(Collected data)
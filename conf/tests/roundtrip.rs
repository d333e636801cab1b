use indoc::indoc;
use wgfleet_conf::{parse, parse_strict, ConfDocument, FieldValue, Key, ParseErrorKind};

#[test]
fn real_world_client_config_round_trips() {
    let text = indoc! {"
        # Generated by a commercial VPN provider
        [Interface]
        PrivateKey = SGb+ojrRNDuMePufwtIYhXzA//k6wF3R21tEBgKlzlM=
        Address = 10.64.12.7/32,fc00:bbbb:bbbb:bb01::1:b06/128
        DNS = 10.64.0.1
        PostUp = iptables -I OUTPUT ! -o %i -m mark ! --mark $(wg show %i fwmark) -m addrtype ! --dst-type LOCAL -j REJECT

        [Peer]
        PublicKey = DD5yKRfzExcV5+kDnTroDgCU15latdMjiQ59j1hEuk8=
        AllowedIPs = 0.0.0.0/0,::0/0
        Endpoint = 198.51.100.7:51820
    "};
    let doc = parse(text).unwrap();
    assert_eq!(doc.to_string(), text);

    let peer = doc.peers().next().unwrap();
    assert_eq!(
        peer.field("AllowedIPs").unwrap().value.items(),
        vec!["0.0.0.0/0", "::0/0"]
    );
}

#[test]
fn tabs_and_uppercase_section_names_round_trip() {
    let text = "[INTERFACE]\n\tPrivateKey\t=\tSGb+ojrRNDuMePufwtIYhXzA//k6wF3R21tEBgKlzlM=\n\n[peer]\nPublicKey = DD5yKRfzExcV5+kDnTroDgCU15latdMjiQ59j1hEuk8=\nAllowedIPs = 10.0.0.2/32\n";
    let doc = parse(text).unwrap();
    assert_eq!(doc.to_string(), text);
    assert_eq!(doc.interface().header_name, "INTERFACE");
    assert!(doc.interface().get("PrivateKey").is_some());
}

#[test]
fn building_a_config_from_scratch_is_parseable() {
    let keypair = wgfleet_conf::KeyPair::generate();
    let mut doc = ConfDocument::new();
    doc.interface_mut().set(
        "PrivateKey",
        FieldValue::Text(keypair.private.to_base64()),
    );
    doc.interface_mut()
        .set("Address", FieldValue::list(["10.10.0.2/32"]));

    let mut peer = wgfleet_conf::Section::new(wgfleet_conf::SectionKind::Peer);
    peer.push_field(
        "PublicKey",
        FieldValue::Text(keypair.public.to_base64()),
    );
    peer.push_field("AllowedIPs", FieldValue::list(["10.10.0.0/24"]));
    doc.push_peer(peer);

    let rendered = doc.to_string();
    let reparsed = parse(&rendered).unwrap();
    assert!(doc.semantic_eq(&reparsed));
}

#[test]
fn strict_mode_matches_preserve_mode_on_clean_input() {
    let text = "[Interface]\nPrivateKey = SGb+ojrRNDuMePufwtIYhXzA//k6wF3R21tEBgKlzlM=\n";
    assert_eq!(
        parse(text).unwrap().to_string(),
        parse_strict(text).unwrap().to_string()
    );

    let with_unknown = "[Interface]\nPrivateKey = x\nJc = 4\n";
    assert!(parse(with_unknown).is_ok());
    assert!(matches!(
        parse_strict(with_unknown).unwrap_err().kind,
        ParseErrorKind::UnknownField(_)
    ));
}

#[test]
fn keys_parsed_from_configs_are_usable() {
    let text = "[Interface]\nPrivateKey = SGb+ojrRNDuMePufwtIYhXzA//k6wF3R21tEBgKlzlM=\n";
    let doc = parse(text).unwrap();
    let private = Key::from_base64(&doc.interface().get("PrivateKey").unwrap()).unwrap();
    assert_eq!(
        private.get_public().to_base64(),
        "DD5yKRfzExcV5+kDnTroDgCU15latdMjiQ59j1hEuk8="
    );
}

Activity
The response should be a verbatim transcription of the data.

Output of the task
filename conf/tests/roundtrip.rs
repository d333e636801cab1b
use indoc::indoc;
use wgfleet_conf::{parse, parse_strict, ConfDocument, FieldValue, Key, ParseErrorKind};

#[test]
fn real_world_client_config_round_trips() {
    let text = indoc! {"
        # Generated by a commercial VPN provider
        [Interface]
        PrivateKey = SGb+ojrRNDuMePufwtIYhXzA//k6wF3R21tEBgKlzlM=
        Address = 10.64.12.7/32,fc00:bbbb:bbbb:bb01::1:b06/128
        DNS = 10.64.0.1
        PostUp = iptables -I OUTPUT ! -o %i -m mark ! --mark $(wg show %i fwmark) -m addrtype ! --dst-type LOCAL -j REJECT

        [Peer]
        PublicKey = DD5yKRfzExcV5+kDnTroDgCU15latdMjiQ59j1hEuk8=
        AllowedIPs = 0.0.0.0/0,::0/0
        Endpoint = 198.51.100.7:51820
    "};
    let doc = parse(text).unwrap();
    assert_eq!(doc.to_string(), text);

    let peer = doc.peers().next().unwrap();
    assert_eq!(
        peer.field("AllowedIPs").unwrap().value.items(),
        vec!["0.0.0.0/0", "::0/0"]
    );
}

#[test]
fn tabs_and_uppercase_section_names_round_trip() {
    let text = "[INTERFACE]\n\tPrivateKey\t=\tSGb+ojrRNDuMePufwtIYhXzA//k6wF3R21tEBgKlzlM=\n\n[peer]\nPublicKey = DD5yKRfzExcV5+kDnTroDgCU15latdMjiQ59j1hEuk8=\nAllowedIPs = 10.0.0.2/32\n";
    let doc = parse(text).unwrap();
    assert_eq!(doc.to_string(), text);
    assert_eq!(doc.interface().header_name, "INTERFACE");
    assert!(doc.interface().get("PrivateKey").is_some());
}

#[test]
fn building_a_config_from_scratch_is_parseable() {
    let keypair = wgfleet_conf::KeyPair::generate();
    let mut doc = ConfDocument::new();
    doc.interface_mut().set(
        "PrivateKey",
        FieldValue::Text(keypair.private.to_base64()),
    );
    doc.interface_mut()
        .set("Address", FieldValue::list(["10.10.0.2/32"]));

    let mut peer = wgfleet_conf::Section::new(wgfleet_conf::SectionKind::Peer);
    peer.push_field(
        "PublicKey",
        FieldValue::Text(keypair.public.to_base64()),
    );
    peer.push_field("AllowedIPs", FieldValue::list(["10.10.0.0/24"]));
    doc.push_peer(peer);

    let rendered = doc.to_string();
    let reparsed = parse(&rendered).unwrap();
    assert!(doc.semantic_eq(&reparsed));
}

#[test]
fn strict_mode_matches_preserve_mode_on_clean_input() {
    let text = "[Interface]\nPrivateKey = SGb+ojrRNDuMePufwtIYhXzA//k6wF3R21tEBgKlzlM=\n";
    assert_eq!(
        parse(text).unwrap().to_string(),
        parse_strict(text).unwrap().to_string()
    );

    let with_unknown = "[Interface]\nPrivateKey = x\nJc = 4\n";
    assert!(parse(with_unknown).is_ok());
    assert!(matches!(
        parse_strict(with_unknown).unwrap_err().kind,
        ParseErrorKind::UnknownField(_)
    ));
}

#[test]
fn keys_parsed_from_configs_are_usable() {
    let text = "[Interface]\nPrivateKey = SGb+ojrRNDuMePufwtIYhXzA//k6wF3R21tEBgKlzlM=\n";
    let doc = parse(text).unwrap();
    let private = Key::from_base64(&doc.interface().get("PrivateKey").unwrap()).unwrap();
    assert_eq!(
        private.get_public().to_base64(),
        "DD5yKRfzExcV5+kDnTroDgCU15latdMjiQ59j1hEuk8="
    );
}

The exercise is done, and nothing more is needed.